University of Pittsburgh News

04/18/2024

PITTSBURGH — Physicians who received payments from the manufacturer of a specific set of cardiac devices are more likely to use those devices, often during a common procedure to unblock coronary arteries, according to a research letter published in JAMA authored by researchers from the University of Pittsburgh, University of California, San Francisco, Yale University and the University of Connecticut.

The devices, known as the intravascular microaxial left ventricular assist devices (LVADs), were developed to provide cardiac support, often during percutaneous coronary intervention (PCI) procedures, and have been scrutinized in recent years for concerns about the evidence supporting their safety and effectiveness. The Food and Drug Administration issued a correction on instructions for LVADs last month. The research letter raises questions about how industry payments influence the use of medical devices, which can include high-risk procedures as well as high costs.

Using the national disclosure program Open Payments, the authors examined marketing-related payments from the LVAD manufacturer to cardiologists from 2016 to 2018, then linked these data to Medicare claims to determine which devices were subsequently used in beneficiaries. The team found that physicians who received payments from the manufacturer of LVADs were approximately twice as likely to use the device that year as well as in the following year, suggesting a lasting effect.

Senior author Timothy Anderson, M.D., M.A.S., a primary care physician, health services researcher and assistant professor of medicine at Pitt, explained that their findings align with previous studies showing that even small marketing payments may influence clinical care, but that most prior studies focus on prescription drugs. This study is one of the first to expand to medical devices and raises concern given that intravascular microaxial LVADs are more expensive but not shown to be more safe or effective than alternatives.

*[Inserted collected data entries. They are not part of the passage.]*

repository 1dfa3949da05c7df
use crate::models::record::IntakeRecord;

/// All intakes of one calendar date, with their sum.
/// Holds read references only; the record store owns the data.
#[derive(Debug)]
pub struct DayGroup<'a> {
    pub date: &'a str,
    pub total: i64,
    pub records: Vec<&'a IntakeRecord>,
}
use crate::cli::parser::Commands;
use crate::config::Config;
use crate::core::records::RecordStore;
use crate::db::oplog::oplog;
use crate::db::pool::DbPool;
use crate::errors::AppResult;
use crate::ui::messages::{success, warning};

/// Delete a logged intake by id. An unknown id leaves the store untouched.
pub fn handle(cmd: &Commands, cfg: &Config) -> AppResult<()> {
    if let Commands::Del { id } = cmd {
        let mut pool = DbPool::new(&cfg.database)?;
        let mut store = RecordStore::load(&mut pool);

        if store.delete(&mut pool, *id)? {
            oplog(&pool.conn, "del", &id.to_string(), "record deleted")?;
            success(format!("Record {} deleted.", id));
        } else {
            warning(format!("No record with id {}.", id));
        }
    }

    Ok(())
}
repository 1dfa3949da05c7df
use crate::cli::parser::Commands;
use crate::config::Config;
use crate::core::backup::BackupLogic;
use crate::db::pool::DbPool;
use crate::errors::AppResult;

pub fn handle(cmd: &Commands, cfg: &Config) -> AppResult<()> {
    if let Commands::Backup { file, compress } = cmd {
        let mut pool = DbPool::new(&cfg.database)?;
        BackupLogic::backup(&mut pool, cfg, file, *compress)?;
    }

    Ok(())
}
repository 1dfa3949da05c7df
use crate::cli::parser::Commands;
use crate::config::Config;
use crate::core::records::RecordStore;
use crate::db::pool::DbPool;
use crate::errors::AppResult;
use crate::export::{ExportLogic, ExportTarget};

pub fn handle(cmd: &Commands, cfg: &Config) -> AppResult<()> {
    if let Commands::Export {
        format,
        file,
        clipboard,
        period,
        force,
    } = cmd
    {
        let mut pool = DbPool::new(&cfg.database)?;
        let store = RecordStore::load(&mut pool);

        let target = if *clipboard {
            ExportTarget::Clipboard
        } else {
            // clap guarantees --file when --clipboard is absent
            ExportTarget::File(file.as_deref().unwrap_or_default())
        };

        ExportLogic::export(&mut pool, store.all(), format, target, period, *force)?;
    }

    Ok(())
}
//! Unified application error type.
//! All modules (db, core, cli, export) return AppError to keep the error
//! handling consistent and easy to manage.

use std::io;
use thiserror::Error;

#[derive(Error, Debug)]
pub enum AppError {
    // ---------------------------
    // IO
    // ---------------------------
    #[error("I/O error: {0}")]
    Io(#[from] io::Error),

    // ---------------------------
    // Database-related
    // ---------------------------
    #[error("Database error: {0}")]
    Db(#[from] rusqlite::Error),

    // ---------------------------
    // Parsing errors
    // ---------------------------
    #[error("Invalid period: {0}")]
    InvalidPeriod(String),

    #[error("Serialization error: {0}")]
    Json(#[from] serde_json::Error),

    // ---------------------------
    // Config errors
    // ---------------------------
    #[error("Configuration error: {0}")]
    Config(String),

    #[error("Failed to save configuration")]
    ConfigSave,

    // ---------------------------
    // Export errors
    // ---------------------------
    #[error("Export error: {0}")]
    Export(String),

    #[error("Clipboard error: {0}")]
    Clipboard(String),

    // ---------------------------
    // Generic fallback
    // ---------------------------
    #[error("Internal error: {0}")]
    Other(String),
}

pub type AppResult<T> = Result<T, AppError>;
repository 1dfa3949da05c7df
use crate::errors::AppResult;
use crate::export::model::DayExport;

/// Serialize the grouped view as pretty-printed JSON (two-space indent),
/// the canonical export payload.
pub fn render_json(days: &[DayExport]) -> AppResult<String> {
    Ok(serde_json::to_string_pretty(days)?)
}
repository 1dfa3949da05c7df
//! The goal store: a single positive integer, overwritten wholesale.

use crate::db::pool::DbPool;
use crate::db::slots;
use crate::errors::AppResult;

pub const DEFAULT_GOAL: i64 = 3000;

pub struct GoalStore {
    value: i64,
}

impl GoalStore {
    /// Load the daily goal. An absent slot, an unparsable payload, or a
    /// non-positive stored value all fall back to the default.
    pub fn load(pool: &mut DbPool) -> Self {
        let value = slots::read(&pool.conn, slots::GOAL_SLOT)
            .ok()
            .flatten()
            .and_then(|raw| raw.trim().parse::<i64>().ok())
            .filter(|goal| *goal > 0)
            .unwrap_or(DEFAULT_GOAL);
        Self { value }
    }

    pub fn value(&self) -> i64 {
        self.value
    }

    /// Replace the stored goal. Non-positive values are a no-op (`Ok(false)`).
    pub fn update(&mut self, pool: &mut DbPool, new_goal: i64) -> AppResult<bool> {
        if new_goal <= 0 {
            return Ok(false);
        }

        self.value = new_goal;
        slots::write(&pool.conn, slots::GOAL_SLOT, &new_goal.to_string())?;
        Ok(true)
    }
}
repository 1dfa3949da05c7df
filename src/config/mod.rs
use serde::{Deserialize, Serialize};
use std::env;
use std::fs;
use std::io::{self, Write};
use std::path::PathBuf;

use crate::errors::{AppError, AppResult};
use crate::ui::messages::warning;

pub mod migrate; // use submodule at src/config/migrate.rs

#[derive(Debug, Serialize, Deserialize)]
pub struct Config {
    pub database: String,
    #[serde(default = "default_progress_width")]
    pub progress_width: usize,
    #[serde(default = "default_recent_limit")]
    pub recent_limit: usize,
    #[serde(default = "default_show_weekday")]
    pub show_weekday: bool,
}

fn default_progress_width() -> usize {
    28
}
fn default_recent_limit() -> usize {
    5
}
fn default_show_weekday() -> bool {
    true
}

impl Default for Config {
    fn default() -> Self {
        Self {
            database: Self::database_file().to_string_lossy().to_string(),
            progress_width: default_progress_width(),
            recent_limit: default_recent_limit(),
            show_weekday: default_show_weekday(),
        }
    }
}

impl Config {
    /// Return the standard configuration directory depending on the platform
    pub fn config_dir() -> PathBuf {
        if cfg!(target_os = "windows") {
            let appdata = env::var("APPDATA").unwrap_or_else(|_| ".".to_string());
            PathBuf::from(appdata).join("watermeter")
        } else {
            let home = env::var("HOME").unwrap_or_else(|_| ".".to_string());
            PathBuf::from(home).join(".watermeter")
        }
    }

    /// Return the full path of the config file
    pub fn config_file() -> PathBuf {
        Self::config_dir().join("watermeter.conf")
    }

    /// Return the full path of the SQLite database
    pub fn database_file() -> PathBuf {
        Self::config_dir().join("watermeter.sqlite")
    }

    /// Load configuration from file, or return defaults if not found.
    /// An unreadable or unparsable file also degrades to defaults.
    pub fn load() -> Self {
        let path = Self::config_file();

        if !path.exists() {
            return Self::default();
        }

        match fs::read_to_string(&path) {
            Ok(content) => match serde_yaml::from_str(&content) {
                Ok(cfg) => cfg,
                Err(_) => {
                    warning(format!(
                        "Could not parse {}, using default configuration.",
                        path.display()
                    ));
                    Self::default()
                }
            },
            Err(_) => Self::default(),
        }
    }

    /// Write this configuration to the config file.
    pub fn save(&self) -> AppResult<()> {
        let yaml = serde_yaml::to_string(self).map_err(|_| AppError::ConfigSave)?;
        let mut file = fs::File::create(Self::config_file()).map_err(|_| AppError::ConfigSave)?;
        file.write_all(yaml.as_bytes())
            .map_err(|_| AppError::ConfigSave)?;
        Ok(())
    }

    /// Initialize configuration and database files
    pub fn init_all(custom_name: Option<String>, is_test: bool) -> io::Result<()> {
        let dir = Self::config_dir();
        fs::create_dir_all(&dir)?;

        // DB name: user provided or default
        let db_path = if let Some(name) = custom_name {
            let p = std::path::Path::new(&name);
            if p.is_absolute() {
                p.to_path_buf()
            } else {
                dir.join(p)
            }
        } else {
            Self::database_file()
        };

        let config = Config {
            database: db_path.to_string_lossy().to_string(),
            ..Config::default()
        };

        // Write config file (skipped in test mode)
        if !is_test {
            let yaml = serde_yaml::to_string(&config)
                .map_err(|e| io::Error::other(format!("Config serialization failed: {e}")))?;
            let mut file = fs::File::create(Self::config_file())?;
            file.write_all(yaml.as_bytes())?;
            println!("✅ Config file: {:?}", Self::config_file());
        }

        // Create empty DB file if not exists
        if !db_path.exists() {
            fs::File::create(&db_path)?;
        }

        println!("✅ Database:    {:?}", db_path);

        Ok(())
    }
}
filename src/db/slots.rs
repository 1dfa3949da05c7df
//! The three persisted key-value slots.
//!
//! Each slot holds one JSON-serializable TEXT payload that is rewritten
//! wholesale on every mutation:
//! - records slot → JSON array of intake records
//! - goal slot → stringified integer
//! - quick-amounts slot → JSON array of positive integers
//!
//! Typed decoding (and the fail-soft defaults for absent or corrupt
//! payloads) lives in the store layer, not here.

use crate::errors::AppResult;
use chrono::Local;
use rusqlite::{Connection, OptionalExtension, params};

pub const RECORDS_SLOT: &str = "water-meter-records";
pub const GOAL_SLOT: &str = "water-meter-goal";
pub const QUICK_AMOUNTS_SLOT: &str = "water-meter-quick-amounts";

pub fn read(conn: &Connection, key: &str) -> AppResult<Option<String>> {
    let mut stmt = conn.prepare_cached("SELECT value FROM slots WHERE key = ?1")?;
    let value = stmt.query_row([key], |row| row.get(0)).optional()?;
    Ok(value)
}

pub fn write(conn: &Connection, key: &str, value: &str) -> AppResult<()> {
    let mut stmt = conn.prepare_cached(
        "INSERT INTO slots (key, value, updated_at)
         VALUES (?1, ?2, ?3)
         ON CONFLICT(key) DO UPDATE SET
             value = excluded.value,
             updated_at = excluded.updated_at",
    )?;
    stmt.execute(params![key, value, Local::now().to_rfc3339()])?;
    Ok(())
}
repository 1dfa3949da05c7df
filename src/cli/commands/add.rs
use crate::cli::parser::Commands;
use crate::config::Config;
use crate::core::goal::GoalStore;
use crate::core::records::RecordStore;
use crate::db::oplog::oplog;
use crate::db::pool::DbPool;
use crate::errors::AppResult;
use crate::ui::messages::{success, warning};
use crate::utils::date;
use crate::utils::fmt_ml;

/// Log a water intake dated now.
pub fn handle(cmd: &Commands, cfg: &Config) -> AppResult<()> {
    if let Commands::Add { amount } = cmd {
        let mut pool = DbPool::new(&cfg.database)?;

        let mut store = RecordStore::load(&mut pool);
        let goal = GoalStore::load(&mut pool);

        // Non-positive input is rejected at the boundary, not an error.
        let Some(record) = store.add(&mut pool, *amount)? else {
            warning("Amount must be a positive number of milliliters.");
            return Ok(());
        };

        oplog(
            &pool.conn,
            "add",
            &record.id.to_string(),
            &format!("{} ml at {}", record.amount, record.time_str()),
        )?;

        let total = store.total_on(date::today());
        success(format!(
            "Logged {} (id {}). Today: {} of {}.",
            fmt_ml(record.amount),
            record.id,
            fmt_ml(total),
            fmt_ml(goal.value()),
        ));
    }

    Ok(())
}
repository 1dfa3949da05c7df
use crate::cli::parser::Commands;
use crate::config::Config;
use crate::core::quick::QuickAmounts;
use crate::db::oplog::oplog;
use crate::db::pool::DbPool;
use crate::errors::AppResult;
use crate::ui::messages::{success, warning};

/// Show or manage the quick-add presets.
pub fn handle(cmd: &Commands, cfg: &Config) -> AppResult<()> {
    if let Commands::Quick { add, remove } = cmd {
        let mut pool = DbPool::new(&cfg.database)?;
        let mut quick = QuickAmounts::load(&mut pool);

        if let Some(amount) = add {
            if quick.add(&mut pool, *amount)? {
                oplog(&pool.conn, "quick", &amount.to_string(), "preset added")?;
                success(format!("Quick amount {} ml added.", amount));
            } else if *amount <= 0 {
                warning("Quick amount must be a positive number of milliliters.");
            } else {
                warning(format!("Quick amount {} ml is already present.", amount));
            }
        }

        if let Some(amount) = remove {
            if quick.remove(&mut pool, *amount)? {
                oplog(&pool.conn, "quick", &amount.to_string(), "preset removed")?;
                success(format!("Quick amount {} ml removed.", amount));
            } else {
                warning(format!("No quick amount {} ml.", amount));
            }
        }

        println!(
            "Quick amounts: {}",
            quick
                .values()
                .iter()
                .map(|a| format!("{} ml", a))
                .collect::<Vec<_>>()
                .join(", ")
        );
    }

    Ok(())
}
//! Migration engine: idempotent schema creation plus versioned upgrades.
//! Applied versions are recorded as `migration_applied` rows in the oplog.

use crate::ui::messages::warning;
use rusqlite::{Connection, OptionalExtension, Result};

/// Bring the database schema up to date. Safe to call repeatedly.
pub fn run_pending_migrations(conn: &Connection) -> Result<()> {
    ensure_oplog_table(conn)?;
    create_slots_table(conn)?;
    migrate_add_updated_at_to_slots(conn)?;
    Ok(())
}

/// Ensure that the `oplog` table exists with the modern schema.
fn ensure_oplog_table(conn: &Connection) -> Result<()> {
    conn.execute_batch(
        r#"
        CREATE TABLE IF NOT EXISTS oplog (
            id        INTEGER PRIMARY KEY AUTOINCREMENT,
            date      TEXT NOT NULL,
            operation TEXT NOT NULL,
            target    TEXT DEFAULT '',
            message   TEXT NOT NULL
        );
        "#,
    )?;
    Ok(())
}

/// Create the `slots` table with the modern schema (including `updated_at`).
fn create_slots_table(conn: &Connection) -> Result<()> {
    conn.execute_batch(
        r#"
        CREATE TABLE IF NOT EXISTS slots (
            key        TEXT PRIMARY KEY,
            value      TEXT NOT NULL,
            updated_at TEXT NOT NULL DEFAULT ''
        );
        "#,
    )?;
    Ok(())
}

/// Check if the `slots` table has an `updated_at` column.
fn slots_has_updated_at_column(conn: &Connection) -> Result<bool> {
    let mut stmt = conn.prepare("PRAGMA table_info('slots')")?;
    let cols = stmt.query_map([], |row| row.get::<_, String>(1))?;

    for c in cols {
        if c? == "updated_at" {
            return Ok(true);
        }
    }
    Ok(false)
}

/// Check whether a versioned migration was already applied.
fn migration_applied(conn: &Connection, version: &str) -> Result<bool> {
    let mut stmt = conn.prepare(
        "SELECT 1 FROM oplog
         WHERE operation = 'migration_applied' AND target = ?1
         LIMIT 1",
    )?;
    Ok(stmt.query_row([version], |_| Ok(())).optional()?.is_some())
}

fn record_migration(conn: &Connection, version: &str) -> Result<()> {
    conn.execute(
        "INSERT INTO oplog (date, operation, target, message)
         VALUES (?1, 'migration_applied', ?2, 'schema migration applied')",
        [chrono::Local::now().to_rfc3339(), version.to_string()],
    )?;
    Ok(())
}

/// Migrate a pre-0.3 `slots` table to include the `updated_at` column.
fn migrate_add_updated_at_to_slots(conn: &Connection) -> Result<()> {
    let version = "20250718_0001_slot_updated_at";

    if migration_applied(conn, version)? {
        return Ok(());
    }

    if !slots_has_updated_at_column(conn)? {
        warning("Adding 'updated_at' column to slots table...");
        conn.execute_batch("ALTER TABLE slots ADD COLUMN updated_at TEXT NOT NULL DEFAULT '';")?;
    }

    record_migration(conn, version)
}
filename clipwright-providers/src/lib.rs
pub mod openai_compatible;
pub mod parse;
pub mod request;
pub mod runtime;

“These marketing relationships are very different from research partnerships between academia and industry, which are often beneficial in developing new innovations,” said Anderson. “If free meals and gifts to doctors might influence what device is used during a cardiac emergency, it is time to rethink whether these relationships are acceptable.”

Other authors on the study were Sanket Dhruva, M.D., M.H.S., of UCSF, Joseph S. Ross, M.D., M.H.S., of Yale; Michael Steinman, M.D., and Siqi Gan, M.P.H., of UCSF; and Sruthi Muluk, M.D., of University of Connecticut.

This research was supported by Veterans Affairs Health Services Research & Development (#1IK2HX003357) and National Institutes of Health/National Institute on Aging (#K76AG074878, #2K24AG049057, #P30 AG044281).